Mir fielen letzthin ein paar Fanzines in die Hände. Für die heutige Internetgeneration ist das Konzept eines Fanzines sicherlich kaum noch fassbar. Ein photokopiertes Heft mit Klammerbindung, oftmals in DIN-A5, natürlich schwarzweiß, ohne Zuschnitt und mit einer winzig kleinen Auflage. So sahen viele Fanzines aus. Es gab natürlich auch Hefte, die im Offset-Druck daherkamen wie die TREKWORLD oder das JOURNAL OF THE WHILLS, aber viele kleinere Hefte hatten eben den doch noch stärkeren Charme des Selbstgemachten. Die fraglichen Fanzines, die ich in Händen hielt, waren die fünf Ausgaben von BEYOND THE NEUTRAL ZONE, einem STAR TREK-Heft, das sich vornehmlich mit den Romulanern beschäftigte. Das Heft erschien Anfang der 90er Jahre, als STAR TREK so richtig heiß war und Fanzines wie Pilze aus dem Boden schossen. Doch darum geht’s hier gar nicht. Vielmehr geht es um das Fanzine CHILDREN OF DARKNESS, das von Sabine Marklewitz und einigen anderen, die schon BEYOND THE NEUTRAL ZONE machten, ins Leben gerufen wurde.
Es war kein auf eine spezifische Serie zugeschnittenes Magazin, sondern vielmehr ein bunter Mix, der sich hauptsächlich mit Horrorthemen, Vampiren, den Arbeiten von Neil Gaiman und praktisch allem, was die teilhabenden Schreiberlinge interessierte, beschäftigte. Es war das Jahr 1996 und ich selbst war noch kein Söldner, der Worte verkaufte. Zu dem Zeitpunkt frönte ich dem Schreiben aber schon und verfasste Artikel für eine Reihe von Fanzines. Und da ich Sabine und die BTNZ-Crew auch kannte, war ich bei der Startausgabe von CHILDREN OF DARKNESS auch dabei.

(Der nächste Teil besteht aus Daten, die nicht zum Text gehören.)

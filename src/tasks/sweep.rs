//! Expiry Sweep Task
//!
//! Background task that periodically prunes stale cache entries, so keys that
//! are never read again do not linger in the persisted blob.

use std::time::Duration;

use tokio::task::JoinHandle;
use tracing::{debug, info};

use crate::cache::SharedCache;

/// Spawns a background task that periodically removes expired cache entries.
///
/// Each run takes the write lock, removes every stale entry and persists the
/// mapping once if anything was removed.
///
/// # Arguments
/// * `cache` - Shared cache to sweep
/// * `interval_secs` - Interval in seconds between sweeps, must be non-zero
///
/// # Returns
/// A JoinHandle for the spawned task, which can be used to abort the task
/// during graceful shutdown.
///
/// # Example
/// ```ignore
/// let cache = cache::shared(ExpiringCache::in_memory(300_000));
/// let sweep_handle = spawn_sweep_task(cache.clone(), 60);
/// // Later, during shutdown:
/// sweep_handle.abort();
/// ```
pub fn spawn_sweep_task(cache: SharedCache, interval_secs: u64) -> JoinHandle<()> {
    let interval = Duration::from_secs(interval_secs.max(1));

    tokio::spawn(async move {
        info!("Starting expiry sweep with interval of {} seconds", interval.as_secs());

        loop {
            tokio::time::sleep(interval).await;

            let (removed, remaining) = {
                let mut cache_guard = cache.write().await;
                let removed = cache_guard.cleanup_expired();
                (removed, cache_guard.len())
            };

            if removed > 0 {
                info!(
                    "Expiry sweep: removed {} stale entries, {} remain",
                    removed, remaining
                );
            } else {
                debug!("Expiry sweep: no stale entries found");
            }
        }
    })
}
// == Unit Tests ==
#[cfg(test)]
mod tests {
    use super::*;
    use serde::Deserialize;
    use serde_json::json;

    const TTL: u64 = 300_000;
    const KEY: &str = "stockCache";

    fn create_test_cache() -> (ExpiringCache, MemoryStore) {
        let storage = MemoryStore::new();
        let cache = ExpiringCache::load(storage.clone(), KEY, TTL);
        (cache, storage)
    }

    fn persisted(storage: &MemoryStore) -> Value {
        serde_json::from_str(&storage.blob(KEY).expect("blob should exist")).unwrap()
    }

    #[test]
    fn test_new_cache_is_empty() {
        let (cache, _) = create_test_cache();
        assert!(cache.is_empty());
        assert_eq!(cache.ttl_ms(), TTL);
        assert_eq!(cache.storage_key(), KEY);
    }

    #[test]
    fn test_get_unset_key() {
        let (mut cache, _) = create_test_cache();
        assert!(cache.get("stock/aapl/technical").is_none());
    }

    #[test]
    fn test_set_and_get() {
        let (mut cache, _) = create_test_cache();

        let persistence = cache.set("stock/aapl/technical", &json!({"score": 7})).unwrap();

        assert_eq!(persistence, Persistence::Durable);
        assert_eq!(cache.get("stock/aapl/technical"), Some(json!({"score": 7})));
        assert_eq!(cache.len(), 1);
    }

    #[test]
    fn test_expiry_scenario() {
        let (mut cache, storage) = create_test_cache();

        cache.set_at("AAPL:technical", &json!({"score": 7}), 0).unwrap();

        assert_eq!(cache.get_at("AAPL:technical", 299_999), Some(json!({"score": 7})));
        assert!(cache.get_at("AAPL:technical", 300_001).is_none());

        // Removed from the persisted blob, not just from memory
        assert!(persisted(&storage).get("AAPL:technical").is_none());
        assert!(cache.is_empty());
    }

    #[test]
    fn test_get_at_exact_ttl_is_miss() {
        let (mut cache, _) = create_test_cache();

        cache.set_at("k", &1, 1_000).unwrap();
        assert!(cache.get_at("k", 1_000 + TTL).is_none());
    }

    #[test]
    fn test_expired_entry_not_resurrected_by_reload() {
        let (mut cache, storage) = create_test_cache();

        cache.set_at("k", &"v", 0).unwrap();
        assert!(cache.get_at("k", TTL + 1).is_none());

        let mut reloaded = ExpiringCache::load(storage, KEY, TTL);
        assert!(reloaded.is_empty());
        assert!(reloaded.get_at("k", 1).is_none());
    }

    #[test]
    fn test_overwrite_resets_window() {
        let (mut cache, _) = create_test_cache();

        cache.set_at("k", &"v1", 0).unwrap();
        cache.set_at("k", &"v2", 200_000).unwrap();

        // Past the first write's window but within the second's
        assert_eq!(cache.get_at("k", 400_000), Some(json!("v2")));
        assert!(cache.get_at("k", 500_000).is_none());
        assert_eq!(cache.len(), 0);
    }

    #[test]
    fn test_reload_round_trip() {
        let (mut cache, storage) = create_test_cache();

        cache.set("stock/aapl/technical", &json!({"score": 7})).unwrap();
        cache.set("sp500-realtime", &json!([1.5, 2.5])).unwrap();

        let mut reloaded = ExpiringCache::load(storage, KEY, TTL);
        assert_eq!(reloaded.len(), 2);
        assert_eq!(reloaded.get("stock/aapl/technical"), Some(json!({"score": 7})));
        assert_eq!(reloaded.get("sp500-realtime"), Some(json!([1.5, 2.5])));
    }

    #[test]
    fn test_persisted_format() {
        let (mut cache, storage) = create_test_cache();

        cache.set_at("AAPL:technical", &json!({"score": 7}), 1234).unwrap();

        assert_eq!(
            persisted(&storage),
            json!({"AAPL:technical": {"data": {"score": 7}, "timestamp": 1234}})
        );
    }

    #[test]
    fn test_loads_blob_written_elsewhere() {
        let storage = MemoryStore::new();
        storage
            .write(KEY, r#"{"sp500-realtime":{"data":{"price":5000},"timestamp":100}}"#)
            .unwrap();

        let mut cache = ExpiringCache::load(storage, KEY, TTL);
        assert_eq!(cache.get_at("sp500-realtime", 200), Some(json!({"price": 5000})));
    }

    #[test]
    fn test_malformed_blob_loads_empty() {
        let storage = MemoryStore::new();
        storage.write(KEY, "{not json").unwrap();

        let cache = ExpiringCache::load(storage, KEY, TTL);
        assert!(cache.is_empty());
    }

    #[test]
    fn test_malformed_record_drops_only_that_record() {
        let storage = MemoryStore::new();
        storage
            .write(
                KEY,
                r#"{"good":{"data":[1,2],"timestamp":100},"bad":{"timestamp":1},"worse":7}"#,
            )
            .unwrap();

        let mut cache = ExpiringCache::load(storage, KEY, TTL);
        assert_eq!(cache.len(), 1);
        assert_eq!(cache.get_at("good", 200), Some(json!([1, 2])));
        assert!(!cache.contains_fresh_at("bad", 200));
    }

    #[test]
    fn test_write_failure_is_fail_open() {
        let (mut cache, storage) = create_test_cache();
        storage.set_fail_writes(true);

        let persistence = cache.set("k", &"v").unwrap();

        assert_eq!(persistence, Persistence::MemoryOnly);
        assert!(!persistence.is_durable());
        assert_eq!(cache.get("k"), Some(json!("v")));
        assert_eq!(cache.stats().persist_failures, 1);
        assert!(storage.blob(KEY).is_none());
    }

    #[test]
    fn test_write_failure_on_expiry_still_misses() {
        let (mut cache, storage) = create_test_cache();
        cache.set_at("k", &"v", 0).unwrap();
        storage.set_fail_writes(true);

        assert!(cache.get_at("k", TTL).is_none());
        assert!(cache.is_empty());
        assert_eq!(cache.stats().persist_failures, 1);
    }

    #[test]
    fn test_unserializable_value_fails_loudly() {
        let (mut cache, storage) = create_test_cache();
        let mut bad = HashMap::new();
        bad.insert(vec![1u8], "non-string map key");

        let result = cache.set("k", &bad);

        assert!(matches!(result, Err(CacheError::Serialization(_))));
        assert!(cache.is_empty());
        assert!(storage.blob(KEY).is_none());
    }

    #[test]
    fn test_get_as() {
        #[derive(Debug, PartialEq, Serialize, Deserialize)]
        struct Signal {
            score: i32,
        }

        let (mut cache, _) = create_test_cache();
        cache.set("k", &Signal { score: 7 }).unwrap();

        assert_eq!(cache.get_as::<Signal>("k"), Some(Signal { score: 7 }));
        assert_eq!(cache.get_as::<Vec<String>>("k"), None);
        // Shape mismatch does not evict
        assert_eq!(cache.len(), 1);
    }

    #[test]
    fn test_delete() {
        let (mut cache, storage) = create_test_cache();

        cache.set("k", &1).unwrap();
        cache.delete("k").unwrap();

        assert!(cache.is_empty());
        assert_eq!(persisted(&storage), json!({}));
        assert!(matches!(cache.delete("k"), Err(CacheError::NotFound(_))));
    }

    #[test]
    fn test_clear_removes_blob() {
        let (mut cache, storage) = create_test_cache();

        cache.set("a", &1).unwrap();
        cache.set("b", &2).unwrap();

        assert_eq!(cache.clear(), Persistence::Durable);
        assert!(cache.is_empty());
        assert!(storage.blob(KEY).is_none());
    }

    #[test]
    fn test_cleanup_expired() {
        let (mut cache, storage) = create_test_cache();

        cache.set_at("old", &1, 0).unwrap();
        cache.set_at("new", &2, 200_000).unwrap();

        assert_eq!(cache.cleanup_expired_at(TTL + 1), 1);
        assert_eq!(cache.keys(), vec!["new".to_string()]);
        assert!(persisted(&storage).get("old").is_none());
        assert_eq!(cache.stats().expirations, 1);

        // Nothing more to remove
        assert_eq!(cache.cleanup_expired_at(TTL + 1), 0);
    }

    #[test]
    fn test_stale_entry_lingers_until_read() {
        let (mut cache, _) = create_test_cache();

        cache.set_at("k", &1, 0).unwrap();

        assert!(!cache.contains_fresh_at("k", TTL));
        assert_eq!(cache.len(), 1);
        assert!(cache.get_at("k", TTL).is_none());
        assert_eq!(cache.len(), 0);
    }

    #[test]
    fn test_entries_at() {
        let (mut cache, _) = create_test_cache();

        cache.set_at("b", &1, 100_000).unwrap();
        cache.set_at("a", &2, 0).unwrap();

        let infos = cache.entries_at(250_000);
        assert_eq!(infos.len(), 2);
        assert_eq!(infos[0].key, "a");
        assert_eq!(infos[0].expires_in_ms, 50_000);
        assert_eq!(infos[1].key, "b");
        assert_eq!(infos[1].expires_in_ms, 150_000);
    }

    #[test]
    fn test_stats() {
        let (mut cache, _) = create_test_cache();

        cache.set_at("k", &1, 0).unwrap();
        cache.get_at("k", 1); // hit
        cache.get_at("missing", 1); // miss
        cache.get_at("k", TTL); // expired miss

        let stats = cache.stats();
        assert_eq!(stats.hits, 1);
        assert_eq!(stats.misses, 2);
        assert_eq!(stats.expirations, 1);
        assert_eq!(stats.total_entries, 0);
    }
}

Das Heft hob sich von anderen Fanzines – zumindest denen, die ich kannte – ab, indem es nicht nur eine Reihe von Artikeln gab, sondern auch viele Kurzgeschichten enthalten waren. Auch aus meiner Feder floßen zwei Geschichten – wenn sie auch nicht exklusiv für das Heft entstanden sind. Sie waren in purem Schaffensdrang schon eine Weile vorher verfasst worden, aber ich hatte das Gefühl, sie in CHILDREN OF DARKNESS verbraten zu können; neben einer Reihe von Artikeln zu Dingen, die mich damals schwer beeindruckt hatten, so etwa die Marvel-Serie FOOLKILLER oder die Vertigo-Anthologie LOUDER THAN NOISE. Zwei Geschichten hatte ich in CHILDREN OF DARKNESS veröffentlicht, die erste eine, die hauptsächlich der innere Dialog einer (vermutlich) schizophrenen Frau war, die andere mit einer Hauptfigur, durch die ich von Alan Moores SWAMP THING inspiriert war, nur dass ich das dort zelebrierte Grün durch das Rot ersetzte. Mit dieser Idee spielte ich auch in der Folgezeit immer mal ein bisschen herum, dachte an eine große Geschichte, schrieb aber letzten Endes nur etwa zehn Seiten, wobei ich da immerhin noch einen Spin fand, die erste Story auch gleich noch zu integrieren.
Ich glaube, insgesamt sind sechs Ausgaben erschienen. Zumindest hab ich keine siebte mehr erhalten. Die in diesem Fanzine versammelten Frühwerke sind bei Auflagen von anfangs 25, später 50 Stück, wenn ich mich recht entsinne, praktisch dem Vergessen überantwortet. Ist vielleicht auch besser so, bleiben meine Jugendsünden so doch einem sehr kleinen Kreis vorbehalten. Heute noch an eines dieser Hefte heranzukommen, dürfte so gut wie ausgeschlossen sein.
Hi Peter,
stell dein Licht mal nicht unter den Scheffel, so schlecht waren deine Jugendsünden nu wirklich nicht
Bin gerade zufällig über diesen Eintrag gestolpert, schön das du dich daran noch erinnerst. War auch wirklich eine schöne Zeit.
Ich bin jetzt nur noch online aktiv, aber nur soweit mir die Arbeit Zeit dazu lässt.
Liebe Grüße
Sabine Marklewitz
Hey Sabine,
schön mal wieder von Dir zu hören. COD war schon eine lustige Zeit – und so exklusiv
. Dank dem Internet gibt’s so lustige kleine Fanzines ja leider (so gut wie) gar nicht mehr.